=== Begin Enclosure ===

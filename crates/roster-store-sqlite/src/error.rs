//! Error type for `roster-store-sqlite`.

use roster_core::ResourceKind;
use thiserror::Error;

#[derive(Debug, Error)]
pub enum Error {
  #[error("database error: {0}")]
  Database(#[from] tokio_rusqlite::Error),

  #[error("json error: {0}")]
  Json(#[from] serde_json::Error),

  /// A stored column could not be read back as its schema type.
  #[error("cannot decode {table}.{column}: {message}")]
  Decode {
    table:   &'static str,
    column:  &'static str,
    message: String,
  },

  #[error("upsert into {0} requires an id")]
  MissingId(ResourceKind),
}

pub type Result<T, E = Error> = std::result::Result<T, E>;
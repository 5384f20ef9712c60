//! SQL schema for the Roster SQLite store.
//!
//! Column names and types mirror the field tables in `roster_core::schema`.
//! Booleans are `0`/`1`, decimals are two-place text, dates and datetimes
//! are ISO 8601 text and the locker log is a JSON array.

/// Full schema DDL; idempotent thanks to `CREATE TABLE IF NOT EXISTS`.
pub const SCHEMA: &str = "
PRAGMA journal_mode = WAL;
PRAGMA foreign_keys = ON;

CREATE TABLE IF NOT EXISTS shifts (
    id          INTEGER PRIMARY KEY,
    shift_desc  TEXT NOT NULL
);

CREATE TABLE IF NOT EXISTS person_roles (
    id          INTEGER PRIMARY KEY,
    role_desc   TEXT NOT NULL
);

CREATE TABLE IF NOT EXISTS membership_types (
    id                    INTEGER PRIMARY KEY,
    membership_type_desc  TEXT NOT NULL
);

CREATE TABLE IF NOT EXISTS users (
    id                 INTEGER PRIMARY KEY,
    person_id          INTEGER REFERENCES persons(id) ON DELETE SET NULL,
    username           TEXT,
    password           TEXT,
    is_admin           INTEGER NOT NULL DEFAULT 0,
    shift_id           INTEGER REFERENCES shifts(id) ON DELETE SET NULL,
    is_active          INTEGER NOT NULL DEFAULT 1,
    creation_datetime  TEXT
);

CREATE TABLE IF NOT EXISTS persons (
    id                     INTEGER PRIMARY KEY,
    first_name             TEXT,
    last_name              TEXT,
    full_name              TEXT,
    father_name            TEXT,
    gender                 TEXT,            -- 'Male' | 'Female' | 'Other'
    national_code          TEXT,
    nidentity              TEXT,
    person_image           BLOB,
    thumbnail_image        BLOB,
    birth_date             TEXT,
    tel                    TEXT,
    mobile                 TEXT,
    email                  TEXT,
    education              TEXT,
    job                    TEXT,
    has_insurance          INTEGER DEFAULT 0,
    insurance_no           TEXT,
    ins_start_date         TEXT,
    ins_end_date           TEXT,
    address                TEXT,
    has_parrent            INTEGER NOT NULL DEFAULT 0,
    team_name              TEXT,
    shift_id               INTEGER REFERENCES shifts(id) ON DELETE SET NULL,
    user_id                INTEGER REFERENCES users(id) ON DELETE SET NULL,
    creation_datetime      TEXT,
    modifier               TEXT,
    modification_datetime  TEXT
);

CREATE TABLE IF NOT EXISTS members (
    id                     INTEGER PRIMARY KEY,
    card_no                TEXT,
    person_id              INTEGER REFERENCES persons(id) ON DELETE SET NULL,
    role_id                INTEGER REFERENCES person_roles(id) ON DELETE SET NULL,
    user_id                INTEGER REFERENCES users(id) ON DELETE SET NULL,
    shift_id               INTEGER REFERENCES shifts(id) ON DELETE SET NULL,
    is_black_list          INTEGER NOT NULL DEFAULT 0,
    box_radif_no           TEXT,
    has_finger             INTEGER DEFAULT 1,
    membership_datetime    TEXT,
    modifier               TEXT,
    modification_datetime  TEXT,
    is_family              INTEGER DEFAULT 0,
    max_debit              TEXT,            -- decimal, two places
    minutiae               BLOB,
    minutiae2              BLOB,
    minutiae3              BLOB,
    salary                 TEXT,            -- decimal, two places
    face_template_1        BLOB,
    face_template_2        BLOB,
    face_template_3        BLOB,
    face_template_4        BLOB,
    face_template_5        BLOB
);

CREATE TABLE IF NOT EXISTS lockers (
    id         INTEGER PRIMARY KEY,
    is_vip     INTEGER NOT NULL DEFAULT 0,
    is_open    INTEGER NOT NULL DEFAULT 0,
    log        TEXT,                        -- JSON array of {full_name, datetime}
    person_id  INTEGER REFERENCES persons(id) ON DELETE SET NULL,
    full_name  TEXT
);

-- A member's attendance log goes with the member.
CREATE TABLE IF NOT EXISTS logs (
    id          INTEGER PRIMARY KEY,
    member_id   INTEGER NOT NULL REFERENCES members(id) ON DELETE CASCADE,
    full_name   TEXT,
    is_online   INTEGER NOT NULL DEFAULT 1,
    entry_time  TEXT,
    exit_time   TEXT
);

CREATE TABLE IF NOT EXISTS payments (
    id              INTEGER PRIMARY KEY,
    person_id       INTEGER REFERENCES persons(id) ON DELETE SET NULL,
    price           INTEGER,
    payment_date    TEXT,
    duration        TEXT,
    paid_method     TEXT,
    payment_status  TEXT,
    full_name       TEXT
);

CREATE INDEX IF NOT EXISTS idx_logs_member     ON logs(member_id);
CREATE INDEX IF NOT EXISTS idx_members_person  ON members(person_id);
CREATE INDEX IF NOT EXISTS idx_payments_person ON payments(person_id);
";
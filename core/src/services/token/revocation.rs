//! In-memory revocation list for session tokens
//!
//! Entries are keyed by the SHA-256 digest of the token and carry the token's
//! own expiry. Once that expiry passes the token fails validation regardless,
//! so the entry is reclaimed by whichever of these runs first:
//! - the cleanup task scheduled when the token was revoked
//! - a lookup that finds the entry already expired
//! - a [`RevocationStore::purge_expired`] sweep

use std::sync::Arc;

use chrono::{DateTime, Utc};
use dashmap::DashMap;
use sha2::{Digest, Sha256};
use tracing::{debug, trace};

use crate::domain::entities::token::RevocationEntry;
use crate::errors::TokenError;

use super::codec::ClaimsCodec;

/// Concurrency-safe token → expiry map.
///
/// Not persisted: a process restart forgets every revocation.
pub struct RevocationStore {
    entries: Arc<DashMap<String, DateTime<Utc>>>,
    codec: Arc<ClaimsCodec>,
    schedule_cleanup: bool,
}

impl RevocationStore {
    /// Creates a store that schedules one cleanup task per revocation
    pub fn new(codec: Arc<ClaimsCodec>) -> Self {
        Self {
            entries: Arc::new(DashMap::new()),
            codec,
            schedule_cleanup: true,
        }
    }

    /// Creates a store that relies only on lazy removal and sweeps
    pub fn without_scheduled_cleanup(codec: Arc<ClaimsCodec>) -> Self {
        Self {
            schedule_cleanup: false,
            ..Self::new(codec)
        }
    }

    /// Marks a token as revoked until its own expiry.
    ///
    /// The expiry is read without verifying the signature: callers revoke the
    /// session token they are currently holding. A call site that accepts a
    /// token string from a third party must validate it first, otherwise a
    /// forged `exp` lands in the store as-is.
    ///
    /// Fails only when the token cannot be parsed; such a token cannot pass
    /// validation either, so callers may treat the failure as non-fatal.
    pub fn revoke(&self, token: &str) -> Result<(), TokenError> {
        let claims = self.codec.decode_unverified(token)?;
        let entry = RevocationEntry::new(hash_token(token), claims.expires_at());

        self.entries.insert(entry.token_hash.clone(), entry.expires_at);
        debug!(subject_id = claims.subject_id, expires_at = %entry.expires_at, "token revoked");

        if self.schedule_cleanup {
            self.schedule_removal(entry);
        }
        Ok(())
    }

    /// Whether the token is revoked and not yet expired
    pub fn is_revoked(&self, token: &str) -> bool {
        let key = hash_token(token);
        let now = Utc::now();

        let expires_at = match self.entries.get(&key) {
            Some(entry) => *entry.value(),
            None => return false,
        };

        if is_reclaimable(&expires_at, now) {
            self.entries.remove_if(&key, |_, exp| is_reclaimable(exp, now));
            trace!("lazily removed expired revocation");
            return false;
        }
        true
    }

    /// Removes every entry whose expiry has passed, returning how many were removed
    pub fn purge_expired(&self) -> usize {
        let now = Utc::now();
        let mut removed = 0;

        self.entries.retain(|_, exp| {
            let keep = !is_reclaimable(exp, now);
            if !keep {
                removed += 1;
            }
            keep
        });
        removed
    }

    /// Number of entries currently held, expired or not
    pub fn size(&self) -> usize {
        self.entries.len()
    }

    /// Unconditionally forgets a token
    pub fn remove(&self, token: &str) {
        self.entries.remove(&hash_token(token));
    }

    /// Snapshot of the current entries
    pub fn entries(&self) -> Vec<RevocationEntry> {
        self.entries
            .iter()
            .map(|e| RevocationEntry::new(e.key().clone(), *e.value()))
            .collect()
    }

    fn schedule_removal(&self, entry: RevocationEntry) {
        let Ok(handle) = tokio::runtime::Handle::try_current() else {
            trace!("no async runtime, leaving revocation to lazy removal and sweeps");
            return;
        };

        // The expiry check is strict, so wake just past the expiry instant
        let delay = (entry.expires_at - Utc::now())
            .to_std()
            .unwrap_or_default()
            + std::time::Duration::from_millis(1);
        let entries = Arc::clone(&self.entries);

        handle.spawn(async move {
            tokio::time::sleep(delay).await;
            let now = Utc::now();
            if entries
                .remove_if(&entry.token_hash, |_, exp| is_reclaimable(exp, now))
                .is_some()
            {
                trace!("scheduled revocation cleanup removed entry");
            }
        });
    }
}

/// Hashes a token for use as a map key
pub(crate) fn hash_token(token: &str) -> String {
    let mut hasher = Sha256::new();
    hasher.update(token.as_bytes());
    hex::encode(hasher.finalize())
}

fn is_reclaimable(expires_at: &DateTime<Utc>, now: DateTime<Utc>) -> bool {
    now > *expires_at
}
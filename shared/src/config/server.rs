//! Server configuration module

use serde::{Deserialize, Serialize};

/// HTTP server configuration
#[derive(Debug, Clone, Deserialize, Serialize)]
pub struct ServerConfig {
    /// Server host address
    pub host: String,

    /// Server port
    pub port: u16,

    /// Worker threads (0 = number of CPU cores)
    #[serde(default)]
    pub workers: usize,
}

impl Default for ServerConfig {
    fn default() -> Self {
        Self {
            host: String::from("0.0.0.0"),
            port: 8080,
            workers: 0, // Use all CPU cores
        }
    }
}

impl ServerConfig {
    /// Create a new server configuration
    pub fn new(host: impl Into<String>, port: u16) -> Self {
        Self {
            host: host.into(),
            port,
            ..Default::default()
        }
    }

    /// Read `SERVER_HOST` and `PORT`, falling back to defaults
    pub fn from_env() -> Self {
        let defaults = Self::default();
        let host = std::env::var("SERVER_HOST").unwrap_or(defaults.host);
        let port = std::env::var("PORT")
            .ok()
            .and_then(|p| p.parse().ok())
            .unwrap_or(defaults.port);

        Self {
            host,
            port,
            workers: defaults.workers,
        }
    }

    /// Get the bind address
    pub fn bind_address(&self) -> String {
        format!("{}:{}", self.host, self.port)
    }
}

/// CORS configuration
#[derive(Debug, Clone, Deserialize, Serialize)]
pub struct CorsConfig {
    /// Allowed origins; empty means any origin
    #[serde(default)]
    pub allowed_origins: Vec<String>,

    /// Max age for preflight cache in seconds
    #[serde(default = "default_max_age")]
    pub max_age: usize,
}

impl Default for CorsConfig {
    fn default() -> Self {
        Self {
            allowed_origins: vec![],
            max_age: default_max_age(),
        }
    }
}

fn default_max_age() -> usize {
    3600
}
//! Shared fixtures for API integration tests

#![allow(dead_code)]

use std::sync::Arc;

use actix_web::web;
use chrono::Duration;
use rt_api::routes::auth::AppState;
use rt_core::{TokenService, TokenServiceConfig};

pub const TEST_SECRET: &str = "api-test-secret";

pub fn token_service() -> Arc<TokenService> {
    Arc::new(TokenService::new(TokenServiceConfig::new(TEST_SECRET)).unwrap())
}

pub fn short_lived_token_service(ttl: Duration) -> Arc<TokenService> {
    Arc::new(TokenService::new(TokenServiceConfig::new(TEST_SECRET).with_ttl(ttl)).unwrap())
}

pub fn app_state(token_service: &Arc<TokenService>) -> web::Data<AppState> {
    web::Data::new(AppState::new(Arc::clone(token_service)))
}

pub fn bearer(token: &str) -> (&'static str, String) {
    ("Authorization", format!("Bearer {}", token))
}
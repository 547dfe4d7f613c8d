mod domain_error_tests;
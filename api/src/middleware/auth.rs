//! Bearer-token authentication middleware for protecting API endpoints.
//!
//! The middleware reads `Authorization: Bearer <token>`, runs it through the
//! [`TokenService`] validation pipeline and injects an [`AuthContext`] into the
//! request. Rejections are answered with a JSON 401 without revealing why the
//! token was refused.

use actix_web::{
    body::EitherBody,
    dev::{Service, ServiceRequest, ServiceResponse, Transform},
    http::header::{HeaderMap, AUTHORIZATION},
    web, Error, FromRequest, HttpMessage, HttpRequest, ResponseError,
};
use futures_util::future::LocalBoxFuture;
use rt_core::{errors::AuthError, Claims, TokenService};
use std::{
    future::{ready, Ready},
    rc::Rc,
    sync::Arc,
    task::{Context, Poll},
};
use tracing::{debug, warn};

use crate::handlers::error::{ApiError, Language};
use crate::routes::auth::AppState;

/// Paths reachable without a token
pub const PUBLIC_PATHS: &[&str] = &["/health", "/api/docs"];

/// Authenticated caller injected into requests
#[derive(Debug, Clone, PartialEq, Eq)]
pub struct AuthContext {
    pub user_id: u64,
    pub username: String,
    pub level_id: u64,
    /// The bearer token the request was authenticated with
    pub token: String,
}

impl AuthContext {
    pub fn from_claims(claims: Claims, token: String) -> Self {
        Self {
            user_id: claims.subject_id,
            username: claims.username,
            level_id: claims.role_id,
            token,
        }
    }
}

/// Bearer authentication middleware factory
pub struct JwtAuth {
    token_service: Arc<TokenService>,
}

impl JwtAuth {
    pub fn new(token_service: Arc<TokenService>) -> Self {
        Self { token_service }
    }
}

impl<S, B> Transform<S, ServiceRequest> for JwtAuth
where
    S: Service<ServiceRequest, Response = ServiceResponse<B>, Error = Error> + 'static,
    S::Future: 'static,
    B: 'static,
{
    type Response = ServiceResponse<EitherBody<B>>;
    type Error = Error;
    type InitError = ();
    type Transform = JwtAuthMiddleware<S>;
    type Future = Ready<Result<Self::Transform, Self::InitError>>;

    fn new_transform(&self, service: S) -> Self::Future {
        ready(Ok(JwtAuthMiddleware {
            service: Rc::new(service),
            token_service: Arc::clone(&self.token_service),
        }))
    }
}

/// Bearer authentication middleware service
pub struct JwtAuthMiddleware<S> {
    service: Rc<S>,
    token_service: Arc<TokenService>,
}

impl<S, B> Service<ServiceRequest> for JwtAuthMiddleware<S>
where
    S: Service<ServiceRequest, Response = ServiceResponse<B>, Error = Error> + 'static,
    S::Future: 'static,
    B: 'static,
{
    type Response = ServiceResponse<EitherBody<B>>;
    type Error = Error;
    type Future = LocalBoxFuture<'static, Result<Self::Response, Self::Error>>;

    fn poll_ready(&self, ctx: &mut Context<'_>) -> Poll<Result<(), Self::Error>> {
        self.service.poll_ready(ctx)
    }

    fn call(&self, req: ServiceRequest) -> Self::Future {
        if PUBLIC_PATHS.contains(&req.path()) {
            let fut = self.service.call(req);
            return Box::pin(async move { fut.await.map(|res| res.map_into_left_body()) });
        }

        let lang = Language::from_request(req.request());
        match authenticate(req.headers(), &self.token_service, lang) {
            Ok(context) => {
                debug!(
                    user_id = context.user_id,
                    level_id = context.level_id,
                    path = %req.path(),
                    "request authenticated"
                );
                req.extensions_mut().insert(context);
                let fut = self.service.call(req);
                Box::pin(async move { fut.await.map(|res| res.map_into_left_body()) })
            }
            Err(error) => {
                warn!(path = %req.path(), reason = %error, "authentication failed");
                let response = error.error_response();
                Box::pin(async move { Ok(req.into_response(response).map_into_right_body()) })
            }
        }
    }
}

fn authenticate(
    headers: &HeaderMap,
    token_service: &TokenService,
    lang: Language,
) -> Result<AuthContext, ApiError> {
    let token = extract_bearer_token(headers).map_err(|e| ApiError::from_auth_error(&e, lang))?;

    match token_service.validate(&token) {
        Ok(claims) => Ok(AuthContext::from_claims(claims, token)),
        Err(e) => {
            debug!(error = ?e, "token rejected");
            Err(ApiError::from_token_error(&e, lang))
        }
    }
}

/// Extracts the token from an `Authorization: Bearer <token>` header
pub fn extract_bearer_token(headers: &HeaderMap) -> Result<String, AuthError> {
    let value = match headers.get(AUTHORIZATION) {
        Some(value) if !value.is_empty() => value,
        _ => return Err(AuthError::MissingCredentials),
    };
    let value = value
        .to_str()
        .map_err(|_| AuthError::InvalidAuthorizationFormat)?;

    let mut parts = value.split(' ');
    match (parts.next(), parts.next(), parts.next()) {
        (Some("Bearer"), Some(token), None) => Ok(token.to_string()),
        _ => Err(AuthError::InvalidAuthorizationFormat),
    }
}

/// Extractor for required authentication
impl FromRequest for AuthContext {
    type Error = ApiError;
    type Future = Ready<Result<Self, Self::Error>>;

    fn from_request(req: &HttpRequest, _: &mut actix_web::dev::Payload) -> Self::Future {
        let result = req.extensions().get::<AuthContext>().cloned().ok_or_else(|| {
            ApiError::from_auth_error(&AuthError::MissingCredentials, Language::from_request(req))
        });

        ready(result)
    }
}

/// Extractor for optional authentication.
///
/// Uses the context set by [`JwtAuth`] when present, otherwise validates a
/// bearer token itself. Never fails.
pub struct OptionalAuth(pub Option<AuthContext>);

impl FromRequest for OptionalAuth {
    type Error = Error;
    type Future = Ready<Result<Self, Self::Error>>;

    fn from_request(req: &HttpRequest, _: &mut actix_web::dev::Payload) -> Self::Future {
        if let Some(context) = req.extensions().get::<AuthContext>().cloned() {
            return ready(Ok(OptionalAuth(Some(context))));
        }

        let context = req.app_data::<web::Data<AppState>>().and_then(|state| {
            let token = extract_bearer_token(req.headers()).ok()?;
            let claims = state.token_service.validate(&token).ok()?;
            Some(AuthContext::from_claims(claims, token))
        });

        ready(Ok(OptionalAuth(context)))
    }
}
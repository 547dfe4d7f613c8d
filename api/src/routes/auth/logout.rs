use actix_web::{web, HttpRequest, HttpResponse};
use tracing::{info, warn};

use crate::dto::auth::LogoutResponse;
use crate::handlers::error::Language;
use crate::middleware::auth::AuthContext;

use super::AppState;

/// Handler for POST /api/v1/auth/logout
///
/// Revokes the bearer token the request was authenticated with. Requires
/// authentication via [`JwtAuth`](crate::middleware::auth::JwtAuth).
///
/// # Response
///
/// ## Success (200 OK)
/// ```json
/// {
///     "message": "Logout successful"
/// }
/// ```
///
/// A failed revocation is logged and still answered with 200.
///
/// ## Errors
/// - 401 Unauthorized: Missing or invalid token
pub async fn logout(
    req: HttpRequest,
    state: web::Data<AppState>,
    auth: AuthContext,
) -> HttpResponse {
    let lang = Language::from_request(&req);

    match state.token_service.revoke(&auth.token) {
        Ok(()) => info!(user_id = auth.user_id, "user logged out"),
        Err(e) => warn!(user_id = auth.user_id, error = %e, "logout could not revoke token"),
    }

    let message = match lang {
        Language::English => "Logout successful",
        Language::Indonesian => "Logout berhasil",
    };

    HttpResponse::Ok().json(LogoutResponse {
        message: message.to_string(),
    })
}
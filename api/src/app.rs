//! Application factory
//!
//! Builds the Actix-web application around a shared [`AppState`].

use actix_web::{
    body::MessageBody,
    dev::{ServiceFactory, ServiceRequest, ServiceResponse},
    web, App, Error, HttpResponse,
};
use rt_shared::errors::error_codes;
use serde_json::json;
use tracing_actix_web::TracingLogger;

use crate::middleware::{
    auth::{JwtAuth, OptionalAuth},
    cors::create_cors,
    role::{RequireLevel, ADMIN_LEVEL},
};
use crate::routes::admin::{purge_revocations, revocation_stats};
use crate::routes::auth::{logout::logout, profile::profile, refresh::refresh, AppState};

/// Create and configure the application
pub fn create_app(
    app_state: web::Data<AppState>,
) -> App<
    impl ServiceFactory<
        ServiceRequest,
        Config = (),
        Response = ServiceResponse<impl MessageBody>,
        Error = Error,
        InitError = (),
    >,
> {
    let cors = create_cors(&app_state.cors);
    let auth = JwtAuth::new(app_state.token_service.clone());

    App::new()
        .app_data(app_state)
        // Registration order is innermost first: auth runs after CORS and logging
        .wrap(auth)
        .wrap(cors)
        .wrap(TracingLogger::default())
        .route("/health", web::get().to(health_check))
        .route("/api/docs", web::get().to(api_documentation))
        .service(
            web::scope("/api/v1")
                .service(
                    web::scope("/auth")
                        .route("/logout", web::post().to(logout))
                        .route("/refresh", web::post().to(refresh))
                        .route("/profile", web::get().to(profile)),
                )
                .service(
                    web::scope("/admin")
                        .wrap(RequireLevel::new([ADMIN_LEVEL]))
                        .route("/revocations", web::get().to(revocation_stats))
                        .route("/revocations/purge", web::post().to(purge_revocations)),
                ),
        )
        .default_service(web::route().to(not_found))
}

/// Health check endpoint handler
async fn health_check(state: web::Data<AppState>) -> HttpResponse {
    HttpResponse::Ok().json(json!({
        "status": "healthy",
        "service": "rt-management-api",
        "version": env!("CARGO_PKG_VERSION"),
        "revoked_tokens": state.token_service.revoked_count(),
        "timestamp": chrono::Utc::now().to_rfc3339(),
    }))
}

/// API documentation endpoint
async fn api_documentation(auth: OptionalAuth) -> HttpResponse {
    HttpResponse::Ok().json(json!({
        "message": "RT Management API v1",
        "authenticated_as": auth.0.map(|ctx| ctx.username),
        "endpoints": {
            "health": "/health",
            "auth": {
                "logout": {
                    "path": "/api/v1/auth/logout",
                    "method": "POST",
                    "requires_auth": true,
                    "description": "Revoke the current session token",
                },
                "refresh": {
                    "path": "/api/v1/auth/refresh",
                    "method": "POST",
                    "requires_auth": true,
                    "description": "Exchange the current token for a new one",
                },
                "profile": {
                    "path": "/api/v1/auth/profile",
                    "method": "GET",
                    "requires_auth": true,
                    "description": "Identity carried by the current token",
                },
            },
            "admin": {
                "revocations": {
                    "path": "/api/v1/admin/revocations",
                    "method": "GET",
                    "required_level": ADMIN_LEVEL,
                },
                "purge": {
                    "path": "/api/v1/admin/revocations/purge",
                    "method": "POST",
                    "required_level": ADMIN_LEVEL,
                },
            },
        }
    }))
}

/// Default 404 handler
async fn not_found() -> HttpResponse {
    HttpResponse::NotFound().json(json!({
        "error": error_codes::NOT_FOUND,
        "message": "The requested resource was not found"
    }))
}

=== End Enclosure ===

Exercise — For each line in the data above that contains the string "Extractor", extract the line.

Finished exercise —
/// Extractor for required authentication
/// Extractor for optional authentication.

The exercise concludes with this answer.